O primeiro nome da lista é, como era de se esperar, Machado de Assis. Ao propor, pela ficção, uma reflexão acerca das próprias potencialidades da narrativa, no seu confronto com o real, ao operar a delicada articulação entre metalinguagem e história, ao problematizar, por fim, os próprios estatutos que regeriam ficção e realidade, Machado teria sido, segundo João Alexandre, nosso primeiro autor modernista e, ao mesmo tempo, nosso primeiro autor moderno.
Fazendo par, embora talvez sem se dar conta disso, do que já afirmara Antonio Candido no final dos anos 60, João Alexandre arremata:
"um aspecto pouco tratado pelos críticos que estudaram a obra machadiana: o modo pelo qual a absorção de seus textos ocorreu antes pelo ângulo de uma suposta articulação entre o escritor e seu tempo - daí a glória em vida, o senso de pudor acadêmico, a asfixiante classificação moralista etc. - do que pela via menos acessível da desarticulação, a qual responde por sua intensa modernidade." 6
Assim como Haroldo fizera, em seu ensaio, uma listagem de autores que, cultivadores da "poesia menos", fariam parte da mesma "família", João Alexandre Barbosa traça também sua linha evolutiva, agora sob novo parâmetro: a problematização das relações entre realidade e representação.
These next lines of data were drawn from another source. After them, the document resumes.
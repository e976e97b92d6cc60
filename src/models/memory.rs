//! Memory unit types and identifiers.

use serde::{Deserialize, Serialize};
use sha2::{Digest, Sha256};
use std::fmt;

/// Unique identifier for a memory unit.
#[derive(Debug, Clone, PartialEq, Eq, Hash, PartialOrd, Ord, Serialize, Deserialize)]
#[serde(transparent)]
pub struct MemoryId(String);

impl MemoryId {
    /// Creates a new memory ID.
    #[must_use]
    pub fn new(id: impl Into<String>) -> Self {
        Self(id.into())
    }

    /// Generates a fresh random ID.
    #[must_use]
    pub fn generate() -> Self {
        Self(uuid::Uuid::new_v4().to_string())
    }

    /// Returns the ID as a string slice.
    #[must_use]
    pub fn as_str(&self) -> &str {
        &self.0
    }
}

impl fmt::Display for MemoryId {
    fn fmt(&self, f: &mut fmt::Formatter<'_>) -> fmt::Result {
        write!(f, "{}", self.0)
    }
}

impl From<String> for MemoryId {
    fn from(s: String) -> Self {
        Self(s)
    }
}

impl From<&str> for MemoryId {
    fn from(s: &str) -> Self {
        Self(s.to_string())
    }
}

/// Identifier of the tenant that owns a memory unit.
///
/// Every repository, index, and graph operation is scoped by this value;
/// it is supplied by the caller's validated auth context and trusted here.
#[derive(Debug, Clone, PartialEq, Eq, Hash, PartialOrd, Ord, Serialize, Deserialize)]
#[serde(transparent)]
pub struct TenantId(String);

impl TenantId {
    /// Creates a new tenant ID.
    #[must_use]
    pub fn new(id: impl Into<String>) -> Self {
        Self(id.into())
    }

    /// Returns the ID as a string slice.
    #[must_use]
    pub fn as_str(&self) -> &str {
        &self.0
    }
}

impl fmt::Display for TenantId {
    fn fmt(&self, f: &mut fmt::Formatter<'_>) -> fmt::Result {
        write!(f, "{}", self.0)
    }
}

impl From<&str> for TenantId {
    fn from(s: &str) -> Self {
        Self(s.to_string())
    }
}

/// Content modality of a memory unit.
///
/// Closed set: each variant carries only the detail relevant to it. The
/// embedding contract is shared across all variants.
#[derive(Debug, Clone, PartialEq, Eq, Hash, Serialize, Deserialize)]
#[serde(rename_all = "kebab-case", tag = "kind")]
pub enum Modality {
    /// Plain text captured from conversation or notes.
    Text,
    /// Transcribed audio.
    AudioTranscript {
        /// Duration of the source audio in seconds, when known.
        #[serde(skip_serializing_if = "Option::is_none")]
        duration_secs: Option<u32>,
    },
    /// Descriptor text derived from an image.
    ImageDescriptor {
        /// Width x height of the source image, when known.
        #[serde(skip_serializing_if = "Option::is_none")]
        dimensions: Option<(u32, u32)>,
    },
    /// Excerpt extracted from a document.
    DocumentExcerpt {
        /// Page number within the source document, when known.
        #[serde(skip_serializing_if = "Option::is_none")]
        page: Option<u32>,
    },
}

impl Modality {
    /// Returns the modality as a string slice.
    #[must_use]
    pub const fn as_str(&self) -> &'static str {
        match self {
            Self::Text => "text",
            Self::AudioTranscript { .. } => "audio-transcript",
            Self::ImageDescriptor { .. } => "image-descriptor",
            Self::DocumentExcerpt { .. } => "document-excerpt",
        }
    }

    /// Parses a modality from a string, ignoring detail fields.
    #[must_use]
    pub fn parse(s: &str) -> Option<Self> {
        match s.to_lowercase().as_str() {
            "text" => Some(Self::Text),
            "audio-transcript" | "audio" => Some(Self::AudioTranscript {
                duration_secs: None,
            }),
            "image-descriptor" | "image" => Some(Self::ImageDescriptor { dimensions: None }),
            "document-excerpt" | "document" => Some(Self::DocumentExcerpt { page: None }),
            _ => None,
        }
    }

    /// Returns true if two modalities may be merged during consolidation.
    ///
    /// Compatibility ignores detail fields; a transcript and a text note
    /// describing the same moment are mergeable, an image descriptor is not
    /// mergeable with either.
    #[must_use]
    pub fn merge_compatible(&self, other: &Self) -> bool {
        match (self, other) {
            (
                Self::Text | Self::AudioTranscript { .. },
                Self::Text | Self::AudioTranscript { .. },
            ) => true,
            (Self::ImageDescriptor { .. }, Self::ImageDescriptor { .. })
            | (Self::DocumentExcerpt { .. }, Self::DocumentExcerpt { .. }) => true,
            _ => false,
        }
    }
}

impl fmt::Display for Modality {
    fn fmt(&self, f: &mut fmt::Formatter<'_>) -> fmt::Result {
        write!(f, "{}", self.as_str())
    }
}

/// Lifecycle status of a memory unit.
///
/// `Merged`, `Evicted`, and `Deleted` are terminal: such units are never
/// returned by queries but are retained for audit until the retention
/// window expires.
#[derive(Debug, Clone, Copy, PartialEq, Eq, Hash, Default, Serialize, Deserialize)]
#[serde(rename_all = "lowercase")]
pub enum MemoryStatus {
    /// Live and queryable.
    #[default]
    Active,
    /// Absorbed into a higher-salience near-duplicate.
    Merged,
    /// Removed by consolidation for low salience.
    Evicted,
    /// Soft-deleted by explicit user request.
    Deleted,
}

impl MemoryStatus {
    /// Returns the status as a string slice.
    #[must_use]
    pub const fn as_str(&self) -> &'static str {
        match self {
            Self::Active => "active",
            Self::Merged => "merged",
            Self::Evicted => "evicted",
            Self::Deleted => "deleted",
        }
    }

    /// Returns true if units in this status are excluded from queries.
    #[must_use]
    pub const fn is_terminal(&self) -> bool {
        !matches!(self, Self::Active)
    }
}

impl fmt::Display for MemoryStatus {
    fn fmt(&self, f: &mut fmt::Formatter<'_>) -> fmt::Result {
        write!(f, "{}", self.as_str())
    }
}

/// An atomic, embedded, tenant-owned record of ingested content.
#[derive(Debug, Clone, Serialize, Deserialize)]
pub struct MemoryUnit {
    /// Unique identifier, immutable.
    pub id: MemoryId,
    /// Owning tenant; all operations are scoped by this field.
    pub tenant_id: TenantId,
    /// Content modality.
    pub modality: Modality,
    /// Short human-readable digest, used for display, not for search.
    pub content_summary: String,
    /// Normalized embedding vector, produced once at creation.
    pub embedding: Vec<f32>,
    /// Creation timestamp (Unix epoch seconds).
    pub created_at: u64,
    /// Last retrieval-hit timestamp (Unix epoch seconds).
    pub last_accessed_at: u64,
    /// Retention priority in `[0.0, 1.0]`; decayed by consolidation,
    /// boosted on retrieval hits.
    pub salience: f32,
    /// Lifecycle status.
    pub status: MemoryStatus,
    /// Timestamp of the most recent status change (Unix epoch seconds).
    ///
    /// Drives the audit retention window for terminal units.
    pub status_changed_at: u64,
    /// Opaque external collaborator identifiers (uploaded file keys etc.).
    pub source_refs: Vec<String>,
    /// SHA-256 digest of the raw content, used for exact-duplicate detection.
    pub content_hash: String,
    /// Optional tags for categorization.
    pub tags: Vec<String>,
    /// Version counter for optimistic concurrency; bumped on every write.
    pub version: u64,
}

impl MemoryUnit {
    /// Creates a new active unit with the given embedding.
    ///
    /// Timestamps are set to `created_at`; the version starts at 1.
    #[must_use]
    pub fn new(
        id: MemoryId,
        tenant_id: TenantId,
        modality: Modality,
        content_summary: impl Into<String>,
        embedding: Vec<f32>,
        initial_salience: f32,
        created_at: u64,
    ) -> Self {
        let summary = content_summary.into();
        let hash = content_hash(&summary);
        Self {
            id,
            tenant_id,
            modality,
            content_summary: summary,
            embedding,
            created_at,
            last_accessed_at: created_at,
            salience: initial_salience.clamp(0.0, 1.0),
            status: MemoryStatus::Active,
            status_changed_at: created_at,
            source_refs: Vec::new(),
            content_hash: hash,
            tags: Vec::new(),
            version: 1,
        }
    }

    /// Adds source references.
    #[must_use]
    pub fn with_source_refs(mut self, refs: impl IntoIterator<Item = String>) -> Self {
        self.source_refs.extend(refs);
        self
    }

    /// Adds tags.
    #[must_use]
    pub fn with_tags(mut self, tags: impl IntoIterator<Item = String>) -> Self {
        self.tags.extend(tags);
        self
    }

    /// Returns true if the unit is live and queryable.
    #[must_use]
    pub const fn is_active(&self) -> bool {
        matches!(self.status, MemoryStatus::Active)
    }

    /// Transitions the unit to a terminal status.
    pub fn mark(&mut self, status: MemoryStatus, now: u64) {
        self.status = status;
        self.status_changed_at = now;
    }

    /// Creation time as a UTC datetime, for host-side display.
    ///
    /// `None` only for timestamps outside chrono's representable range.
    #[must_use]
    pub fn created_at_utc(&self) -> Option<chrono::DateTime<chrono::Utc>> {
        chrono::DateTime::from_timestamp(i64::try_from(self.created_at).ok()?, 0)
    }

    /// Most recent status change as a UTC datetime.
    #[must_use]
    pub fn status_changed_at_utc(&self) -> Option<chrono::DateTime<chrono::Utc>> {
        chrono::DateTime::from_timestamp(i64::try_from(self.status_changed_at).ok()?, 0)
    }
}

/// Computes the SHA-256 content hash used for exact-duplicate detection.
#[must_use]
pub fn content_hash(content: &str) -> String {
    let digest = Sha256::digest(content.as_bytes());
    hex::encode(digest)
}

#[cfg(test)]
mod tests {
    use super::*;
    use test_case::test_case;

    #[test]
    fn test_memory_id_roundtrip() {
        let id = MemoryId::new("mem-42");
        assert_eq!(id.as_str(), "mem-42");
        assert_eq!(id.to_string(), "mem-42");
        assert_eq!(MemoryId::from("mem-42"), id);
    }

    #[test]
    fn test_generated_ids_are_unique() {
        assert_ne!(MemoryId::generate(), MemoryId::generate());
    }

    #[test_case("text", Some("text"); "text modality")]
    #[test_case("audio-transcript", Some("audio-transcript"); "audio modality")]
    #[test_case("image", Some("image-descriptor"); "image shorthand")]
    #[test_case("document-excerpt", Some("document-excerpt"); "document modality")]
    #[test_case("video", None; "unknown modality")]
    fn test_modality_parse(input: &str, expected: Option<&str>) {
        assert_eq!(Modality::parse(input).map(|m| m.as_str()), expected);
    }

    #[test]
    fn test_modality_merge_compatibility() {
        let text = Modality::Text;
        let audio = Modality::AudioTranscript {
            duration_secs: Some(30),
        };
        let image = Modality::ImageDescriptor { dimensions: None };

        assert!(text.merge_compatible(&audio));
        assert!(audio.merge_compatible(&text));
        assert!(image.merge_compatible(&image));
        assert!(!text.merge_compatible(&image));
        assert!(!image.merge_compatible(&audio));
    }

    #[test]
    fn test_status_terminality() {
        assert!(!MemoryStatus::Active.is_terminal());
        assert!(MemoryStatus::Merged.is_terminal());
        assert!(MemoryStatus::Evicted.is_terminal());
        assert!(MemoryStatus::Deleted.is_terminal());
    }

    #[test]
    fn test_new_unit_clamps_salience() {
        let unit = MemoryUnit::new(
            MemoryId::new("m1"),
            TenantId::new("t1"),
            Modality::Text,
            "hello",
            vec![1.0, 0.0],
            1.7,
            100,
        );
        assert!((unit.salience - 1.0).abs() < f32::EPSILON);
        assert_eq!(unit.version, 1);
        assert_eq!(unit.last_accessed_at, 100);
        assert_eq!(unit.content_hash, content_hash("hello"));
    }

    #[test]
    fn test_utc_accessors() {
        let unit = MemoryUnit::new(
            MemoryId::new("m1"),
            TenantId::new("t1"),
            Modality::Text,
            "hello",
            vec![1.0],
            0.5,
            1_700_000_000,
        );
        let Some(created) = unit.created_at_utc() else {
            unreachable!("in-range timestamp");
        };
        assert_eq!(created.timestamp(), 1_700_000_000);
    }

    #[test]
    fn test_content_hash_is_stable() {
        assert_eq!(content_hash("same"), content_hash("same"));
        assert_ne!(content_hash("same"), content_hash("different"));
    }

    #[test]
    fn test_mark_updates_status_timestamp() {
        let mut unit = MemoryUnit::new(
            MemoryId::new("m1"),
            TenantId::new("t1"),
            Modality::Text,
            "hello",
            vec![1.0],
            0.5,
            100,
        );
        unit.mark(MemoryStatus::Evicted, 500);
        assert_eq!(unit.status, MemoryStatus::Evicted);
        assert_eq!(unit.status_changed_at, 500);
        assert!(!unit.is_active());
    }
}
//! Benchmarks for the retrieval path.
//!
//! Measures similarity search and graph-expanded queries over corpora of
//! increasing size, plus the embedding cost that fronts every ingestion.

// Criterion macros generate items without docs - this is expected for benchmarks
// Benchmarks use expect/unwrap for simplicity - panics are acceptable in benchmarks
#![allow(missing_docs)]
#![allow(clippy::expect_used, clippy::unwrap_used, clippy::cast_precision_loss)]

use criterion::{BenchmarkId, Criterion, Throughput, criterion_group, criterion_main};
use std::hint::black_box;
use std::sync::Arc;

use mnemo::embedding::HashEmbedder;
use mnemo::{
    Embedder, IngestConfig, IngestRequest, IngestService, InMemoryGraph, InMemoryIndex,
    InMemoryRepository, Modality, RetrievalConfig, RetrievalService, TenantId, TenantLocks,
};

/// Builds a tenant corpus of `size` distinct units and returns the
/// retrieval service plus a representative query embedding.
fn seeded_retrieval(size: usize) -> (RetrievalService, TenantId, Vec<f32>) {
    let embedder = Arc::new(HashEmbedder::new(128));
    let repository = Arc::new(InMemoryRepository::new());
    let index = Arc::new(InMemoryIndex::new());
    let graph = Arc::new(InMemoryGraph::new());
    let locks = Arc::new(TenantLocks::new());
    let tenant = TenantId::new("bench");

    let ingest = IngestService::new(
        embedder.clone(),
        repository.clone(),
        index.clone(),
        graph.clone(),
        locks.clone(),
        IngestConfig::default(),
    );
    for i in 0..size {
        ingest
            .ingest(IngestRequest::text(
                tenant.clone(),
                format!("note number {i} about topic {}", i % 17),
            ))
            .expect("ingest should succeed");
    }

    let retrieval = RetrievalService::new(repository, index, graph, locks, RetrievalConfig::default());
    let query = embedder
        .embed("note number 3 about topic 3", &Modality::Text)
        .expect("embed should succeed");
    (retrieval, tenant, query)
}

fn bench_query(c: &mut Criterion) {
    let mut group = c.benchmark_group("query");
    for size in [100_usize, 1_000, 5_000] {
        let (retrieval, tenant, query) = seeded_retrieval(size);
        group.throughput(Throughput::Elements(size as u64));
        group.bench_with_input(BenchmarkId::new("direct", size), &size, |b, _| {
            b.iter(|| {
                retrieval
                    .query(&tenant, black_box(&query), 10, false)
                    .expect("query should succeed")
            });
        });
        group.bench_with_input(BenchmarkId::new("expanded", size), &size, |b, _| {
            b.iter(|| {
                retrieval
                    .query(&tenant, black_box(&query), 10, true)
                    .expect("query should succeed")
            });
        });
    }
    group.finish();
}

fn bench_embedding(c: &mut Criterion) {
    let embedder = HashEmbedder::new(384);
    let content = "met the contractor about the kitchen renovation quote";
    c.bench_function("embed_text", |b| {
        b.iter(|| {
            embedder
                .embed(black_box(content), &Modality::Text)
                .expect("embed should succeed")
        });
    });
}

criterion_group!(benches, bench_query, bench_embedding);
criterion_main!(benches);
Em ambos, o nome primeiro é Machado de Assis. Na lista de João Alexandre, que inclui apenas romancistas - como indica o título do ensaio -, a Machado se seguem, nessa ordem: Oswald de Andrade, Mário de Andrade, Graciliano Ramos, Clarice Lispector (que o crítico coloca em nível inferior aos demais) e Guimarães Rosa.
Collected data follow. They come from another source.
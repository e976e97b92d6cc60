//! Data models for mnemo.
//!
//! This module contains all the core data structures used throughout the
//! engine.

mod consolidation;
mod graph;
mod memory;
mod search;

pub use consolidation::{PassStats, SurvivorPolicy};
pub use graph::{EdgeKind, Neighbor, RelationEdge};
pub use memory::{MemoryId, MemoryStatus, MemoryUnit, Modality, TenantId, content_hash};
pub use search::{ListFilter, Page, Provenance, RetrievalResult, SearchHit, decode_cursor, encode_cursor};
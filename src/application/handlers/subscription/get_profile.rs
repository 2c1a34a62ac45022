//! GetProfileHandler - Query handler for the profile screen.

use serde::Serialize;
use std::sync::Arc;

use crate::application::SessionState;
use crate::domain::entitlement::{EntitlementTier, UserProfile};

/// Profile together with the current entitlement.
#[derive(Debug, Clone, PartialEq, Eq, Serialize)]
pub struct ProfileView {
    pub profile: UserProfile,
    pub is_subscribed: bool,
    pub search_count: u32,
    pub free_search_limit: u32,
    /// `None` while subscribed.
    pub remaining_free_searches: Option<u32>,
    pub tier: EntitlementTier,
}

/// Handler for the profile view.
pub struct GetProfileHandler {
    session: Arc<SessionState>,
}

impl GetProfileHandler {
    pub fn new(session: Arc<SessionState>) -> Self {
        Self { session }
    }

    pub async fn handle(&self) -> ProfileView {
        let state = self.session.snapshot().await;
        ProfileView {
            profile: self.session.user_profile(),
            is_subscribed: state.is_subscribed,
            search_count: state.search_count,
            free_search_limit: self.session.free_search_limit(),
            remaining_free_searches: state.remaining_free_searches(),
            tier: state.tier(),
        }
    }
}
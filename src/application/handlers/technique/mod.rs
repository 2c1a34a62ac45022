//! Technique handlers.

mod explain_technique;
mod list_techniques;

pub use explain_technique::{
    ExplainTechniqueCommand, ExplainTechniqueHandler, EXPLANATION_FAILED_MESSAGE,
};
pub use list_techniques::{ListTechniquesHandler, ListTechniquesQuery};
Não há dúvida de que as leituras empreendidas por Antonio Candido, Haroldo de Campos e João Alexandre Barbosa são pertinentes. Há, no entanto, uma outra possibilidade de situar a obra de Machado no plano geral de nossa tradição literária. E esta seria pensar em Machado não como autor do século XX, mas do XXI.
E aí caberia um breve esclarecimento. Sem me ater ao rigor cronológico, acredito que o século XXI no Brasil - pelo menos no campo da prosa de ficção - tem início na década de 80, no período pós-ditadura, e se estende até nossos dias. E se o leitor me permite uma tosca tentativa de estabelecer algo parecido com uma origem para a ficção brasileira pós-moderna, mesmo correndo o risco do paradoxo - fazer uma leitura moderna da pós-modernidade, buscando estabelecer datas de origem etc. -, diria que esta tem início com a publicação, no início dos anos 80, de duas obras capitais: Em liberdade, de Silviano Santiago, e O concerto de João Gilberto no Rio de Janeiro, de Sérgio Sant'Anna.
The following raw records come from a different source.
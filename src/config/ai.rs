//! AI provider configuration

use serde::Deserialize;
use std::time::Duration;

use super::error::ValidationError;
use crate::adapters::ai::{DEFAULT_GEMINI_BASE_URL, DEFAULT_GEMINI_MODEL};
use crate::domain::symptom::SYMPTOM_TEMPERATURE;
use crate::domain::technique::TECHNIQUE_TEMPERATURE;

/// AI provider configuration
#[derive(Debug, Clone, Deserialize)]
pub struct AiConfig {
    /// Which provider answers prompts
    #[serde(default)]
    pub provider: AiProvider,

    /// Gemini API key
    pub gemini_api_key: Option<String>,

    /// Gemini model name
    #[serde(default = "default_model")]
    pub model: String,

    /// Gemini API base URL
    #[serde(default = "default_base_url")]
    pub base_url: String,

    /// Request timeout in seconds
    #[serde(default = "default_timeout")]
    pub timeout_secs: u64,

    /// Sampling temperature for symptom decoding
    #[serde(default = "default_symptom_temperature")]
    pub symptom_temperature: f32,

    /// Sampling temperature for technique explanations
    #[serde(default = "default_technique_temperature")]
    pub technique_temperature: f32,
}

/// AI provider type
#[derive(Debug, Clone, Copy, Deserialize, PartialEq, Eq, Default)]
#[serde(rename_all = "lowercase")]
pub enum AiProvider {
    #[default]
    Gemini,
    /// Canned answers, no network
    Mock,
}

impl AiConfig {
    /// Get timeout as Duration
    pub fn timeout(&self) -> Duration {
        Duration::from_secs(self.timeout_secs)
    }

    /// Check if Gemini is configured
    pub fn has_gemini(&self) -> bool {
        self.gemini_api_key.as_ref().is_some_and(|k| !k.is_empty())
    }

    /// Validate AI configuration
    pub fn validate(&self) -> Result<(), ValidationError> {
        if self.provider == AiProvider::Gemini && !self.has_gemini() {
            return Err(ValidationError::MissingRequired("GEMINI_API_KEY"));
        }

        if self.timeout_secs == 0 || self.timeout_secs > 300 {
            return Err(ValidationError::InvalidTimeout);
        }

        for temperature in [self.symptom_temperature, self.technique_temperature] {
            if !(0.0..=2.0).contains(&temperature) {
                return Err(ValidationError::InvalidTemperature);
            }
        }

        if self.model.trim().is_empty() {
            return Err(ValidationError::EmptyModel);
        }

        if !self.base_url.starts_with("https://") && !self.base_url.starts_with("http://") {
            return Err(ValidationError::InvalidBaseUrl);
        }

        Ok(())
    }

    /// Production-only checks
    pub fn validate_for_production(&self) -> Result<(), ValidationError> {
        if self.provider == AiProvider::Mock {
            return Err(ValidationError::MockProviderInProduction);
        }
        if !self.base_url.starts_with("https://") {
            return Err(ValidationError::BaseUrlMustBeHttps);
        }
        Ok(())
    }
}

impl Default for AiConfig {
    fn default() -> Self {
        Self {
            provider: AiProvider::default(),
            gemini_api_key: None,
            model: default_model(),
            base_url: default_base_url(),
            timeout_secs: default_timeout(),
            symptom_temperature: default_symptom_temperature(),
            technique_temperature: default_technique_temperature(),
        }
    }
}

fn default_model() -> String {
    DEFAULT_GEMINI_MODEL.to_string()
}

fn default_base_url() -> String {
    DEFAULT_GEMINI_BASE_URL.to_string()
}

fn default_timeout() -> u64 {
    60
}

fn default_symptom_temperature() -> f32 {
    SYMPTOM_TEMPERATURE
}

fn default_technique_temperature() -> f32 {
    TECHNIQUE_TEMPERATURE
}
//! Foundation module - Shared domain primitives.
//!
//! Contains the value objects and error types that form the vocabulary
//! of the BioClave domain.

mod errors;
mod timestamp;

pub use errors::{DomainError, ErrorCode, ValidationError};
pub use timestamp::Timestamp;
Daí até nossos dias, vivemos já o século XXI, não pelo abandono das diretrizes que formaram nossa ficção no século XX, mas por sua rearticulação, em bases mais condizentes com uma nova configuração social, econômica e política, que já não se estrutura mais a partir das conhecidas dicotomias que nos acompanharam desde, pelo menos, o romantismo.
É nesse sentido que compreendo Machado como autor deste século, e não do XIX ou do XX.
No ensaio "Fechado para balanço", - que é, na verdade, um comentário ao texto de João Alexandre -, Silviano Santiago evita a concepção linear de história (da literatura inclusive) e parte para uma pergunta: não poderia o pós se alimentar do pré?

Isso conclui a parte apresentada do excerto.